India begins cooperation with Combined Maritime Forces
About Combined Maritime Forces (CMF):
The Combined Maritime Forces (CMF) is a multinational maritime partnership, which exists to uphold the Rules-Based International Order (RBIO) by countering illicit non-state actors on the high seas and promoting security, stability, and prosperity across approximately 3.2 million square miles of international waters, which encompass some of the world’s most important shipping lanes.
It has a membership of 34 countries and is led by the US Navy.
Members of CMF:
Australia, Bahrain, Belgium, Brazil, Canada, Denmark, Egypt, France, Germany, Greece, Iraq, Italy, Japan, Jordan, Republic of Korea, Kuwait, Malaysia, the Netherlands, New Zealand, Norway, Pakistan, the Philippines, Portugal, Qatar, Saudi Arabia, Seychelles, Singapore, Spain, Thailand, Turkey, UAE, United Kingdom, United States, and Yemen.
It comprises four task forces:
CTF 150 (maritime security and counter-terrorism), CTF 151 (counter piracy) and CTF 152 (Arabian Gulf security and cooperation), CTF 153 (Red Sea Maritime Security).
India will be joining as an ‘Associate Partner’ and will deploy warships if required, however, there has been no deployment as of now.
How this move benefits India
As per the CMF; members are not bound by either a political or military mandate hence it does not hinder India’s strategic interests in the region.

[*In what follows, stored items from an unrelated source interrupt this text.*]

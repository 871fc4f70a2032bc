//! Pooling configuration

use crate::error::{PoolingError, Result};
use serde::{Deserialize, Serialize};
use std::collections::HashMap;
use std::str::FromStr;
use std::time::Duration;

/// Prefix shared by every pooling property
pub const PROPERTY_PREFIX: &str = "pooling";

/// Default number of buckets in an assignment table
pub const DEFAULT_BUCKET_COUNT: usize = 1024;

/// Field names probed for a request id when none are configured
pub const DEFAULT_REQUEST_ID_FIELDS: &[&str] = &["requestId", "requestID", "request_id"];

/// Pooling configuration for a single controller
#[derive(Debug, Clone, PartialEq, Eq, Serialize, Deserialize)]
#[serde(default)]
pub struct PoolingConfig {
    /// Whether pooling is enabled for the controller
    pub enabled: bool,

    /// Internal coordination topic (required)
    pub topic: String,

    /// Host identifier; generated when absent
    pub host: Option<String>,

    /// Number of buckets in the assignment table (must match across hosts)
    pub bucket_count: usize,

    /// Maximum events held while no assignment table is installed
    pub offline_queue_limit: usize,

    /// Maximum age of a queued event before it is discarded
    pub offline_queue_age_ms: u64,

    /// Time allowed for the Offline announcement to drain before the publisher stops
    pub offline_publish_wait_ms: u64,

    /// Time to wait for our own heartbeat while starting
    pub start_heartbeat_ms: u64,

    /// Time an inactive host waits for leader traffic before querying again
    pub reactivate_ms: u64,

    /// Window for collecting identification replies
    pub identification_ms: u64,

    /// Window in which the leader expects to observe its own traffic
    pub active_heartbeat_ms: u64,

    /// Period between leader heartbeats
    pub inter_heartbeat_ms: u64,

    /// JSON fields (dotted paths) probed for the request id of an event
    pub request_id_fields: Vec<String>,
}

impl Default for PoolingConfig {
    fn default() -> Self {
        Self {
            enabled: false,
            topic: String::new(),
            host: None,
            bucket_count: DEFAULT_BUCKET_COUNT,
            offline_queue_limit: 1000,
            offline_queue_age_ms: 60_000,
            offline_publish_wait_ms: 3_000,
            start_heartbeat_ms: 100_000,
            reactivate_ms: 50_000,
            identification_ms: 50_000,
            active_heartbeat_ms: 50_000,
            inter_heartbeat_ms: 15_000,
            request_id_fields: DEFAULT_REQUEST_ID_FIELDS
                .iter()
                .map(|s| s.to_string())
                .collect(),
        }
    }
}

impl PoolingConfig {
    /// Create configuration builder for the given internal topic
    pub fn builder(topic: impl Into<String>) -> PoolingConfigBuilder {
        PoolingConfigBuilder::new(topic)
    }

    /// Load the configuration of `controller` from a flat property map.
    ///
    /// Each key is looked up as `pooling.<controller>.<key>` first and then as
    /// `pooling.<key>`, so controller-specific values override shared ones.
    pub fn from_properties(controller: &str, props: &HashMap<String, String>) -> Result<Self> {
        let lookup = PropertyLookup { controller, props };
        let defaults = Self::default();

        let topic = lookup
            .get("topic")
            .map(str::trim)
            .filter(|t| !t.is_empty())
            .ok_or_else(|| {
                PoolingError::MissingProperty(format!(
                    "{}.{}.topic",
                    PROPERTY_PREFIX, controller
                ))
            })?
            .to_string();

        let request_id_fields = match lookup.get("request.id.fields") {
            Some(raw) => raw
                .split(',')
                .map(str::trim)
                .filter(|s| !s.is_empty())
                .map(String::from)
                .collect(),
            None => defaults.request_id_fields.clone(),
        };

        let config = Self {
            enabled: lookup.parse("enabled")?.unwrap_or(defaults.enabled),
            topic,
            host: lookup
                .get("host")
                .map(str::trim)
                .filter(|h| !h.is_empty())
                .map(String::from),
            bucket_count: lookup
                .parse("bucket.count")?
                .unwrap_or(defaults.bucket_count),
            offline_queue_limit: lookup
                .parse("offline.queue.limit")?
                .unwrap_or(defaults.offline_queue_limit),
            offline_queue_age_ms: lookup
                .parse("offline.queue.age.milliseconds")?
                .unwrap_or(defaults.offline_queue_age_ms),
            offline_publish_wait_ms: lookup
                .parse("offline.publish.wait.milliseconds")?
                .unwrap_or(defaults.offline_publish_wait_ms),
            start_heartbeat_ms: lookup
                .parse("start.heartbeat.milliseconds")?
                .unwrap_or(defaults.start_heartbeat_ms),
            reactivate_ms: lookup
                .parse("reactivate.milliseconds")?
                .unwrap_or(defaults.reactivate_ms),
            identification_ms: lookup
                .parse("identification.milliseconds")?
                .unwrap_or(defaults.identification_ms),
            active_heartbeat_ms: lookup
                .parse("active.heartbeat.milliseconds")?
                .unwrap_or(defaults.active_heartbeat_ms),
            inter_heartbeat_ms: lookup
                .parse("inter.heartbeat.milliseconds")?
                .unwrap_or(defaults.inter_heartbeat_ms),
            request_id_fields,
        };

        config.validate()?;
        Ok(config)
    }

    /// Check the configuration for values the manager cannot run with
    pub fn validate(&self) -> Result<()> {
        if self.topic.trim().is_empty() {
            return Err(PoolingError::MissingProperty(format!(
                "{}.topic",
                PROPERTY_PREFIX
            )));
        }
        if self.bucket_count == 0 {
            return Err(PoolingError::InvalidConfig(
                "bucket count must be positive".into(),
            ));
        }
        if self.offline_queue_limit == 0 {
            return Err(PoolingError::InvalidConfig(
                "offline queue limit must be positive".into(),
            ));
        }
        if let Some(host) = &self.host {
            if host.trim().is_empty() {
                return Err(PoolingError::InvalidConfig("host id must not be blank".into()));
            }
        }

        let timers = [
            ("start heartbeat", self.start_heartbeat_ms),
            ("reactivate", self.reactivate_ms),
            ("identification", self.identification_ms),
            ("active heartbeat", self.active_heartbeat_ms),
            ("inter heartbeat", self.inter_heartbeat_ms),
        ];
        for (name, ms) in timers {
            if ms == 0 {
                return Err(PoolingError::InvalidConfig(format!(
                    "{} interval must be positive",
                    name
                )));
            }
        }

        Ok(())
    }

    pub fn offline_queue_age(&self) -> Duration {
        Duration::from_millis(self.offline_queue_age_ms)
    }

    pub fn offline_publish_wait(&self) -> Duration {
        Duration::from_millis(self.offline_publish_wait_ms)
    }

    pub fn start_heartbeat(&self) -> Duration {
        Duration::from_millis(self.start_heartbeat_ms)
    }

    pub fn reactivate(&self) -> Duration {
        Duration::from_millis(self.reactivate_ms)
    }

    pub fn identification(&self) -> Duration {
        Duration::from_millis(self.identification_ms)
    }

    pub fn active_heartbeat(&self) -> Duration {
        Duration::from_millis(self.active_heartbeat_ms)
    }

    pub fn inter_heartbeat(&self) -> Duration {
        Duration::from_millis(self.inter_heartbeat_ms)
    }
}

struct PropertyLookup<'a> {
    controller: &'a str,
    props: &'a HashMap<String, String>,
}

impl PropertyLookup<'_> {
    fn get(&self, key: &str) -> Option<&str> {
        let specific = format!("{}.{}.{}", PROPERTY_PREFIX, self.controller, key);
        let shared = format!("{}.{}", PROPERTY_PREFIX, key);
        self.props
            .get(&specific)
            .or_else(|| self.props.get(&shared))
            .map(String::as_str)
    }

    fn parse<T: FromStr>(&self, key: &str) -> Result<Option<T>> {
        match self.get(key) {
            None => Ok(None),
            Some(raw) => raw.trim().parse::<T>().map(Some).map_err(|_| {
                PoolingError::InvalidConfig(format!(
                    "invalid value '{}' for {}.{}.{}",
                    raw, PROPERTY_PREFIX, self.controller, key
                ))
            }),
        }
    }
}

/// Builder for pooling configuration
#[derive(Debug)]
pub struct PoolingConfigBuilder {
    config: PoolingConfig,
}

impl PoolingConfigBuilder {
    pub fn new(topic: impl Into<String>) -> Self {
        Self {
            config: PoolingConfig {
                enabled: true,
                topic: topic.into(),
                ..Default::default()
            },
        }
    }

    pub fn host(mut self, host: impl Into<String>) -> Self {
        self.config.host = Some(host.into());
        self
    }

    pub fn bucket_count(mut self, count: usize) -> Self {
        self.config.bucket_count = count;
        self
    }

    pub fn offline_queue(mut self, limit: usize, max_age: Duration) -> Self {
        self.config.offline_queue_limit = limit;
        self.config.offline_queue_age_ms = max_age.as_millis() as u64;
        self
    }

    pub fn offline_publish_wait(mut self, wait: Duration) -> Self {
        self.config.offline_publish_wait_ms = wait.as_millis() as u64;
        self
    }

    pub fn start_heartbeat(mut self, timeout: Duration) -> Self {
        self.config.start_heartbeat_ms = timeout.as_millis() as u64;
        self
    }

    pub fn reactivate(mut self, timeout: Duration) -> Self {
        self.config.reactivate_ms = timeout.as_millis() as u64;
        self
    }

    pub fn identification(mut self, window: Duration) -> Self {
        self.config.identification_ms = window.as_millis() as u64;
        self
    }

    pub fn active_heartbeat(mut self, window: Duration) -> Self {
        self.config.active_heartbeat_ms = window.as_millis() as u64;
        self
    }

    pub fn inter_heartbeat(mut self, period: Duration) -> Self {
        self.config.inter_heartbeat_ms = period.as_millis() as u64;
        self
    }

    pub fn request_id_fields(mut self, fields: Vec<impl Into<String>>) -> Self {
        self.config.request_id_fields = fields.into_iter().map(Into::into).collect();
        self
    }

    pub fn build(self) -> Result<PoolingConfig> {
        self.config.validate()?;
        Ok(self.config)
    }
}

India is also a member of the QUAD (Australia, India, Japan, and the United States) and I2U2 (India, Israel, the United Arab Emirates, and the United States), which are also aimed at ensuring the security and freedom of movement in the Indo Pacific.
This is also in line with India’s SAGAR (Security and Growth for All in the Region) initiative which aims at increasing the prosperity and security of the Indian ocean region.
It also helps in realising India’s Neighbourhood First policy.
This also helps in countering China’s growing influence in the region, which is of great concern to India.